Crowd_481008763_400Like a lot of new concepts, population health seems to be on everyone's lips and there seems to be a lot of excitement to “do” population health. It sure sounds good and yet I am entirely unclear about the specifics and I’m pretty sure that everyone is feeling a different part of the elephant.

Unfortunately, a recent paper published on BMJ Open suggests that these divergent views are common.

We can all understand the goals of the triple aim: better care—higher quality health care with fewer defects; better health—a related but independent goal that the population at large is actually healthier; and lower cost, at least on a per capita basis—reducing total costs of care.

But as an activity, what would population health look like? What would people do on Tuesday if they were doing population health? I don’t know, but I was recently in a meeting that clarified for me the wide variety of things that might fit in this category. We were discussing the training requirements for a health care workforce competent in caring for people with multiple chronic conditions and someone observed that "we have to do ‘panel management’ because we are doing population health now."

As an activity, what would population health look like? What would people do on Tuesday if they were doing population health?

Frankly, I was shocked. Panel management—as described in Ed Wagner’s Chronic Care Model, for example—may be a good way to deliver higher quality care, but it is very hard to understand it as the same thing as measuring and working to improve the health of the population of a city, state, or country.

Panel management, which borrows the managed care framework, assumes that a defined population of member/beneficiaries of a health plan (or perhaps attributed lives in an Accountable Care Organization) are assigned to particular providers who have certain responsibilities to be proactive about offering some care services as opposed to the laissez faire norm in fee-for-service, where the only time any health care professional might think about you is when you are in one of their facilities.
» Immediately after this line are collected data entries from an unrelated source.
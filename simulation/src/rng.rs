//! The single source of randomness for a run
//!
//! Topology generation, patient-zero selection and every daily Bernoulli
//! trial draw from one [`RandomSource`], so a recorded seed replays a run
//! exactly.

use rand::{Rng, SeedableRng};
use rand_chacha::ChaCha8Rng;

/// Seedable pseudo-random generator shared by the generator and the engine
#[derive(Debug, Clone)]
pub struct RandomSource {
    seed: u64,
    rng: ChaCha8Rng,
}

impl RandomSource {
    /// Create a source from an optional seed; without one, a seed is drawn
    /// from the thread RNG and kept so the run can be reproduced.
    pub fn new(seed: Option<u64>) -> Self {
        let seed = seed.unwrap_or_else(|| rand::rng().random());
        Self::seeded(seed)
    }

    /// Create a source from a fixed seed
    pub fn seeded(seed: u64) -> Self {
        Self {
            seed,
            rng: ChaCha8Rng::seed_from_u64(seed),
        }
    }

    /// The seed this source was created from
    pub fn seed(&self) -> u64 {
        self.seed
    }

    /// One Bernoulli trial: succeeds iff a uniform draw in [0, 1) falls
    /// below `probability`. `0.0` never succeeds and `1.0` always does.
    pub fn bernoulli(&mut self, probability: f64) -> bool {
        self.rng.random::<f64>() < probability
    }

    /// Uniform index in `0..len`. `len` must be non-zero.
    pub fn index(&mut self, len: usize) -> usize {
        self.rng.random_range(0..len)
    }
}

#[cfg(test)]
mod tests {
    use super::*;

    #[test]
    fn test_same_seed_same_stream() {
        let mut a = RandomSource::seeded(42);
        let mut b = RandomSource::seeded(42);
        let draws_a: Vec<usize> = (0..32).map(|_| a.index(1000)).collect();
        let draws_b: Vec<usize> = (0..32).map(|_| b.index(1000)).collect();
        assert_eq!(draws_a, draws_b);
    }

    #[test]
    fn test_unseeded_records_seed() {
        let source = RandomSource::new(None);
        let mut replay = RandomSource::seeded(source.seed());
        let mut original = source.clone();
        assert_eq!(original.index(1 << 20), replay.index(1 << 20));
    }

    #[test]
    fn test_bernoulli_extremes() {
        let mut source = RandomSource::seeded(7);
        for _ in 0..1000 {
            assert!(!source.bernoulli(0.0));
            assert!(source.bernoulli(1.0));
        }
    }

    #[test]
    fn test_index_in_range() {
        let mut source = RandomSource::seeded(3);
        for _ in 0..1000 {
            assert!(source.index(5) < 5);
        }
    }
}
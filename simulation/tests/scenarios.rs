//! End-to-end checks of the simulation through the public API
//!
//! These runs cover the calibration scenarios and the population-level
//! properties every run must satisfy, whatever the seed.

use epinet_simulation::{
    ConfigError, HealthStatus, NodeId, Scenario, SimConfig, Simulation, SimulationOutcome,
};

fn run(config: SimConfig) -> SimulationOutcome {
    Simulation::new(config).expect("valid config").run()
}

#[test]
fn test_reachability_scenario_follows_hop_distance() {
    let config = SimConfig {
        population: 10,
        attachment_degree: 2,
        infection_rate: 1.0,
        recovery_rate: 0.0,
        steps: 5,
        seed: Some(42),
    };
    let outcome = run(config.clone());
    let distances = outcome.graph.hop_distances(outcome.patient_zero);

    // Day t starts with exactly the nodes within t hops infected
    for entry in outcome.history.entries() {
        let within = distances
            .iter()
            .filter(|d| d.is_some_and(|d| d as u64 <= entry.day))
            .count();
        assert_eq!(entry.infected, within, "day {}", entry.day);
        assert_eq!(entry.recovered, 0);
    }

    // After the fifth day: infected iff within 5 hops
    for node in NodeId::range(10) {
        let expected = match distances[node.index()] {
            Some(d) if d <= 5 => HealthStatus::Infected,
            _ => HealthStatus::Susceptible,
        };
        assert_eq!(outcome.statuses[node.index()], expected, "node {}", node);
    }

    // Deterministic for the seed
    let again = run(config);
    assert_eq!(again.statuses, outcome.statuses);
    assert_eq!(again.patient_zero, outcome.patient_zero);
}

#[test]
fn test_peak_and_decline_shape() {
    let population = 500;
    let mut took_off = 0;

    for seed in 0..8 {
        let outcome = run(Scenario::PeakDecline.config(Some(seed)));
        let history = &outcome.history;
        assert_eq!(history.len(), 50);

        assert!(
            history.waves(population / 20) <= 1,
            "seed {} produced more than one wave: {:?}",
            seed,
            history.series(HealthStatus::Infected)
        );

        let (_, peak) = history.peak().expect("history recorded");
        if peak > population / 2 {
            took_off += 1;
            let last = history.final_entry().expect("history recorded");
            assert!(last.infected < peak / 2, "seed {}: no decline after peak", seed);
            assert!(last.recovered > population / 2, "seed {}: recoveries lag", seed);
        }
    }

    assert!(took_off > 0, "no seed produced an outbreak");
}

#[test]
fn test_population_invariants_across_seeds() {
    for seed in 0..5 {
        let outcome = run(SimConfig {
            population: 120,
            attachment_degree: 2,
            infection_rate: 0.2,
            recovery_rate: 0.1,
            steps: 30,
            seed: Some(seed),
        });

        for entry in outcome.history.entries() {
            assert_eq!(entry.total(), 120);
        }
        assert_eq!(outcome.graph.node_count(), 120);
        for node in NodeId::range(120).skip(2) {
            assert!(outcome.graph.degree(node) >= 2);
        }
    }
}

#[test]
fn test_recovery_free_runs_never_shrink() {
    for seed in 0..5 {
        let outcome = run(SimConfig {
            population: 200,
            attachment_degree: 1,
            infection_rate: 0.15,
            recovery_rate: 0.0,
            steps: 25,
            seed: Some(seed),
        });
        let infected = outcome.history.series(HealthStatus::Infected);
        assert!(infected.windows(2).all(|w| w[0] <= w[1]), "seed {}", seed);
    }
}

#[test]
fn test_reproducible_outcomes() {
    let config = Scenario::Outbreak.config(Some(2024));
    assert_eq!(run(config.clone()), run(config));
}

#[test]
fn test_invalid_configs_rejected() {
    let base = SimConfig::default();

    let err = Simulation::new(SimConfig { population: 0, ..base.clone() }).unwrap_err();
    assert!(matches!(err, ConfigError::Population(0)));

    let err = Simulation::new(SimConfig { attachment_degree: 1000, ..base.clone() }).unwrap_err();
    assert_eq!(err.parameter(), Some("attachment_degree"));

    let err = Simulation::new(SimConfig { infection_rate: -0.01, ..base }).unwrap_err();
    assert_eq!(err.parameter(), Some("infection_rate"));
}

#[test]
fn test_config_file_round_trip() {
    let dir = tempfile::tempdir().unwrap();
    let path = dir.path().join("run.json");
    std::fs::write(
        &path,
        r#"{
            "population": 80,
            "attachment_degree": 2,
            "infection_rate": 0.25,
            "recovery_rate": 0.1,
            "steps": 12,
            "seed": 5
        }"#,
    )
    .unwrap();

    let config = SimConfig::load(&path).unwrap();
    assert_eq!(config.population, 80);
    assert_eq!(config.seed, Some(5));
    assert_eq!(run(config).history.len(), 12);

    std::fs::write(&path, r#"{"population": 80, "recovery_rate": 3.0}"#).unwrap();
    let err = SimConfig::load(&path).unwrap_err();
    assert_eq!(err.parameter(), Some("recovery_rate"));

    let err = SimConfig::load(dir.path().join("missing.json")).unwrap_err();
    assert!(matches!(err, ConfigError::Io(_)));
}
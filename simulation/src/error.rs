//! Error types for the Epinet simulation

use thiserror::Error;

/// Invalid simulation parameters
///
/// Raised before any graph or history is built; each variant names the
/// offending parameter and carries the rejected value.
#[derive(Debug, Error)]
pub enum ConfigError {
    #[error("population must be at least 1, got {0}")]
    Population(i64),

    #[error("attachment_degree must satisfy 1 <= m < population ({population}), got {degree}")]
    AttachmentDegree { degree: i64, population: i64 },

    #[error("infection_rate must be within [0, 1], got {0}")]
    InfectionRate(f64),

    #[error("recovery_rate must be within [0, 1], got {0}")]
    RecoveryRate(f64),

    #[error("steps must be non-negative, got {0}")]
    Steps(i64),

    #[error("seed must be non-negative, got {0}")]
    Seed(i64),

    #[error("Failed to read config file: {0}")]
    Io(#[from] std::io::Error),

    #[error("Failed to parse config file: {0}")]
    Parse(#[from] serde_json::Error),
}

impl ConfigError {
    /// Name of the offending parameter, if the error is about one
    pub fn parameter(&self) -> Option<&'static str> {
        match self {
            ConfigError::Population(_) => Some("population"),
            ConfigError::AttachmentDegree { .. } => Some("attachment_degree"),
            ConfigError::InfectionRate(_) => Some("infection_rate"),
            ConfigError::RecoveryRate(_) => Some("recovery_rate"),
            ConfigError::Steps(_) => Some("steps"),
            ConfigError::Seed(_) => Some("seed"),
            ConfigError::Io(_) | ConfigError::Parse(_) => None,
        }
    }
}

/// Errors raised while exporting simulation results
#[derive(Debug, Error)]
pub enum ReportError {
    #[error("Report I/O error: {0}")]
    Io(#[from] std::io::Error),

    #[error("Report serialization error: {0}")]
    Serialization(#[from] serde_json::Error),
}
A nice version of team-based panel management is Kaiser's Complete Care approach, described in a recent Wall Street Journal article. Clearly, the outcomes targeted by Complete Care (screening rates, vaccinations, and chronic disease control) are more commonly thought about as part of quality care. So for population health to have meaning, I think it has to be more than proactive, organized, team-based primary care.

To my mind, population health needs to include a variety of activities well beyond the usual health care activities of even the best clinical care and have a much greater public health focus.

To my mind, population health needs to include a variety of activities well beyond the usual health care activities of even the best clinical care and have a much greater public health focus. For population health to be a meaningful concept, it has to address another amorphous interstitial concept: the "social determinants of health."

At the John A. Hartford Foundation, we have been interested in addressing some of the social determinants of health and meeting some of the more immediate needs for health promotion through better organization and quality of social services that help older adults get access to programs like Healthy Moves, Healthy IDEAS, and the Chronic Disease Self Management Program .

Our recent grant to the Partners in Care Foundation and the Elder Services of the Merrimack Valley is designed to ensure that these services get “baked into” the evolving managed care plans taking responsibility for older adults and the high-needs population eligible for both Medicare and Medicaid.

However, even these efforts seem less like some radical shift to "population health" and more like meeting the real quality of care needs of a complexly ill population of older people with substantial rates of chronic disease. So I find myself still perplexed about “population health.”

How does it differ from good comprehensive care on the one hand and from public health on the other?

I remember reading a think piece years ago on the physician of the future. I dimly remember an example of an emergency physician who delivered high-quality, one-on-one clinical care and worked on population health. For part of the day, this physician worked in an ED with decision support and as a member of a high-functioning team (better care). In other parts of the job, this paragon also addressed the health of the population by educating school students about the benefits of seatbelts and testifying to town council about the placement of traffic signals based on tracking of accident reports.

In our aging society, I’m not sure what the equivalents of seatbelts and traffic signals may be. But at 14 percent of the population and rising, I think that older Americans, who also have more chronic health conditions and poorer health status than younger people, could really use some of this population health—whatever it winds up being.

I certainly hope that they won’t be left out of whatever health promotion and prevention efforts eventually are developed.